## Problem requirements
When the line containing "async fn blank_input_is_invalid()" is reached, begin transcribing. Continue exactly through the final line of the listing, and return nothing else.

◆ ◆ ◆ ◆ ◆ ◆ ◆

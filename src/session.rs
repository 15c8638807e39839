//! A conversation about one document.
//!
//! [`DocumentSession`] remembers the most recently loaded document text so
//! follow-up questions do not have to pass it again. It is a plain value:
//! whoever needs a session owns one, and two sessions never see each
//! other's documents.

use crate::analysis::{ContractAnalyst, DocumentAnalysis};
use crate::error::ExtractError;
use crate::output::ExtractionOutput;
use tracing::debug;

/// Holds the current document and answers questions about it.
#[derive(Clone)]
pub struct DocumentSession {
    analyst: ContractAnalyst,
    document: Option<String>,
}

impl DocumentSession {
    pub fn new(analyst: ContractAnalyst) -> Self {
        Self {
            analyst,
            document: None,
        }
    }

    /// Replace the current document with `text`.
    pub fn load_text(&mut self, text: impl Into<String>) {
        let text = text.into();
        debug!("Session document replaced ({} chars)", text.len());
        self.document = Some(text);
    }

    /// Replace the current document with the text of an extraction.
    pub fn load(&mut self, output: &ExtractionOutput) {
        self.load_text(output.text.clone());
    }

    /// The current document, if one has been loaded.
    pub fn document(&self) -> Option<&str> {
        self.document.as_deref()
    }

    pub fn clear(&mut self) {
        self.document = None;
    }

    fn current(&self) -> Result<&str, ExtractError> {
        self.document.as_deref().ok_or(ExtractError::NoDocumentLoaded)
    }

    /// Answer `question` from the current document.
    pub async fn ask(&self, question: &str) -> Result<String, ExtractError> {
        let text = self.current()?;
        self.analyst.answer(text, question).await
    }

    /// Analyse the current document.
    pub async fn analyze(&self) -> Result<DocumentAnalysis, ExtractError> {
        let text = self.current()?;
        self.analyst.analyze(text).await
    }
}

#[cfg(test)]
mod tests {
    use super::*;
    use crate::error::ExtractorError;
    use crate::provider::TextCompleter;
    use async_trait::async_trait;
    use std::sync::Arc;

    /// Echoes the question line back so tests can see which document was used.
    struct EchoDocument;

    #[async_trait]
    impl TextCompleter for EchoDocument {
        async fn complete(&self, _system: &str, prompt: &str) -> Result<String, ExtractorError> {
            let doc = prompt
                .split("---")
                .nth(1)
                .map(str::trim)
                .unwrap_or_default();
            Ok(format!("from: {doc}"))
        }
    }

    fn session() -> DocumentSession {
        DocumentSession::new(ContractAnalyst::new(Arc::new(EchoDocument)))
    }

    #[test]
    fn ask_without_document_fails() {
        let s = session();
        let err = tokio_test::block_on(s.ask("What is the rent?")).unwrap_err();
        assert!(matches!(err, ExtractError::NoDocumentLoaded));
    }

    #[test]
    fn ask_uses_latest_document() {
        let mut s = session();
        s.load_text("first lease");
        s.load_text("second lease");

        let answer = tokio_test::block_on(s.ask("Which lease?")).unwrap();
        assert_eq!(answer, "from: second lease");
    }

    #[test]
    fn clear_forgets_document() {
        let mut s = session();
        s.load_text("lease");
        s.clear();
        assert!(s.document().is_none());
        assert!(matches!(
            tokio_test::block_on(s.analyze()),
            Err(ExtractError::NoDocumentLoaded)
        ));
    }

    #[test]
    fn sessions_are_independent() {
        let mut a = session();
        let b = session();
        a.load_text("only in a");
        assert_eq!(a.document(), Some("only in a"));
        assert!(b.document().is_none());
    }
}
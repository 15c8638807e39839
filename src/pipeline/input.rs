//! Input resolution: turn a user-supplied path or URL into PDF bytes.
//!
//! The rasteriser works on an in-memory buffer, so both sources end up as a
//! `Vec<u8>`. The `%PDF` magic is checked here so callers get a meaningful
//! error rather than a pdfium parse failure.

use crate::error::ExtractError;
use std::path::{Path, PathBuf};
use std::time::Duration;
use tracing::{debug, info};

const PDF_MAGIC: &[u8; 4] = b"%PDF";

/// Check if the input string looks like a URL.
pub fn is_url(input: &str) -> bool {
    input.starts_with("http://") || input.starts_with("https://")
}

/// Load the PDF behind `input`: a local file, or an HTTP(S) URL to download.
pub async fn load_input(input: &str, timeout_secs: u64) -> Result<Vec<u8>, ExtractError> {
    let trimmed = input.trim();
    if trimmed.is_empty() {
        return Err(ExtractError::InvalidInput {
            input: input.to_string(),
        });
    }
    if is_url(trimmed) {
        download_url(trimmed, timeout_secs).await
    } else {
        read_local(Path::new(trimmed)).await
    }
}

/// Read a local file, validating existence, permission and PDF magic bytes.
async fn read_local(path: &Path) -> Result<Vec<u8>, ExtractError> {
    let bytes = tokio::fs::read(path).await.map_err(|e| match e.kind() {
        std::io::ErrorKind::PermissionDenied => ExtractError::PermissionDenied {
            path: path.to_path_buf(),
        },
        _ => ExtractError::FileNotFound {
            path: path.to_path_buf(),
        },
    })?;

    check_magic(&bytes, &path.display().to_string())?;
    debug!("Read local PDF: {} ({} bytes)", path.display(), bytes.len());
    Ok(bytes)
}

/// Download a URL into memory.
async fn download_url(url: &str, timeout_secs: u64) -> Result<Vec<u8>, ExtractError> {
    info!("Downloading PDF from: {}", url);

    let failed = |reason: String| ExtractError::DownloadFailed {
        url: url.to_string(),
        reason,
    };
    let classify = |e: reqwest::Error| {
        if e.is_timeout() {
            ExtractError::DownloadTimeout {
                url: url.to_string(),
                secs: timeout_secs,
            }
        } else {
            failed(e.to_string())
        }
    };

    let client = reqwest::Client::builder()
        .timeout(Duration::from_secs(timeout_secs))
        .build()
        .map_err(|e| failed(e.to_string()))?;

    let response = client.get(url).send().await.map_err(classify)?;

    if !response.status().is_success() {
        return Err(failed(format!("HTTP {}", response.status())));
    }

    let bytes = response.bytes().await.map_err(classify)?.to_vec();
    check_magic(&bytes, url)?;

    info!("Downloaded {} bytes", bytes.len());
    Ok(bytes)
}

/// Reject buffers that do not start with `%PDF`.
pub fn check_magic(bytes: &[u8], origin: &str) -> Result<(), ExtractError> {
    if bytes.starts_with(PDF_MAGIC) {
        Ok(())
    } else {
        Err(ExtractError::NotAPdf {
            origin: origin.to_string(),
            magic: bytes.iter().take(4).copied().collect(),
        })
    }
}

/// Default output path for an input: same stem, `.txt` extension, in the
/// current directory for URLs.
pub fn default_output_path(input: &str) -> PathBuf {
    if is_url(input) {
        let name = reqwest::Url::parse(input)
            .ok()
            .and_then(|u| {
                u.path_segments()
                    .and_then(|mut s| s.next_back().map(str::to_string))
            })
            .filter(|s| !s.is_empty())
            .unwrap_or_else(|| "document.pdf".to_string());
        PathBuf::from(name).with_extension("txt")
    } else {
        PathBuf::from(input).with_extension("txt")
    }
}

#[cfg(test)]
mod tests {
    use super::*;
    use std::io::Write;

    #[test]
    fn test_is_url() {
        assert!(is_url("https://example.com/doc.pdf"));
        assert!(is_url("http://example.com/doc.pdf"));
        assert!(!is_url("/tmp/doc.pdf"));
        assert!(!is_url("doc.pdf"));
        assert!(!is_url(""));
    }

    #[test]
    fn test_default_output_path() {
        assert_eq!(
            default_output_path("contracts/lease.pdf"),
            PathBuf::from("contracts/lease.txt")
        );
        assert_eq!(
            default_output_path("https://example.com/files/nda.pdf"),
            PathBuf::from("nda.txt")
        );
        assert_eq!(
            default_output_path("https://example.com/"),
            PathBuf::from("document.txt")
        );
    }

    #[tokio::test]
    async fn missing_file_is_file_not_found() {
        let err = load_input("/definitely/not/here.pdf", 5).await.unwrap_err();
        assert!(matches!(err, ExtractError::FileNotFound { .. }));
    }

    #[tokio::test]
    async fn blank_input_is_invalid() {
        let err = load_input("   ", 5).await.unwrap_err();
        assert!(matches!(err, ExtractError::InvalidInput { .. }));
    }

    #[tokio::test]
    async fn non_pdf_file_is_rejected() {
        let mut f = tempfile::NamedTempFile::new().unwrap();
        f.write_all(b"PK\x03\x04 not a pdf").unwrap();

        let err = load_input(f.path().to_str().unwrap(), 5).await.unwrap_err();
        match err {
            ExtractError::NotAPdf { magic, .. } => assert_eq!(magic, b"PK\x03\x04".to_vec()),
            other => panic!("expected NotAPdf, got {other:?}"),
        }
    }

    #[tokio::test]
    async fn pdf_file_is_returned_verbatim() {
        let mut f = tempfile::NamedTempFile::new().unwrap();
        f.write_all(b"%PDF-1.7\n%%EOF").unwrap();

        let bytes = load_input(f.path().to_str().unwrap(), 5).await.unwrap();
        assert_eq!(bytes, b"%PDF-1.7\n%%EOF");
    }
}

◆ ◆ ◆ ◆ ◆ ◆ ◆

## Written reply
    async fn blank_input_is_invalid() {
        let err = load_input("   ", 5).await.unwrap_err();
        assert!(matches!(err, ExtractError::InvalidInput { .. }));
    }

    #[tokio::test]
    async fn non_pdf_file_is_rejected() {
        let mut f = tempfile::NamedTempFile::new().unwrap();
        f.write_all(b"PK\x03\x04 not a pdf").unwrap();

        let err = load_input(f.path().to_str().unwrap(), 5).await.unwrap_err();
        match err {
            ExtractError::NotAPdf { magic, .. } => assert_eq!(magic, b"PK\x03\x04".to_vec()),
            other => panic!("expected NotAPdf, got {other:?}"),
        }
    }

    #[tokio::test]
    async fn pdf_file_is_returned_verbatim() {
        let mut f = tempfile::NamedTempFile::new().unwrap();
        f.write_all(b"%PDF-1.7\n%%EOF").unwrap();

        let bytes = load_input(f.path().to_str().unwrap(), 5).await.unwrap();
        assert_eq!(bytes, b"%PDF-1.7\n%%EOF");
    }
}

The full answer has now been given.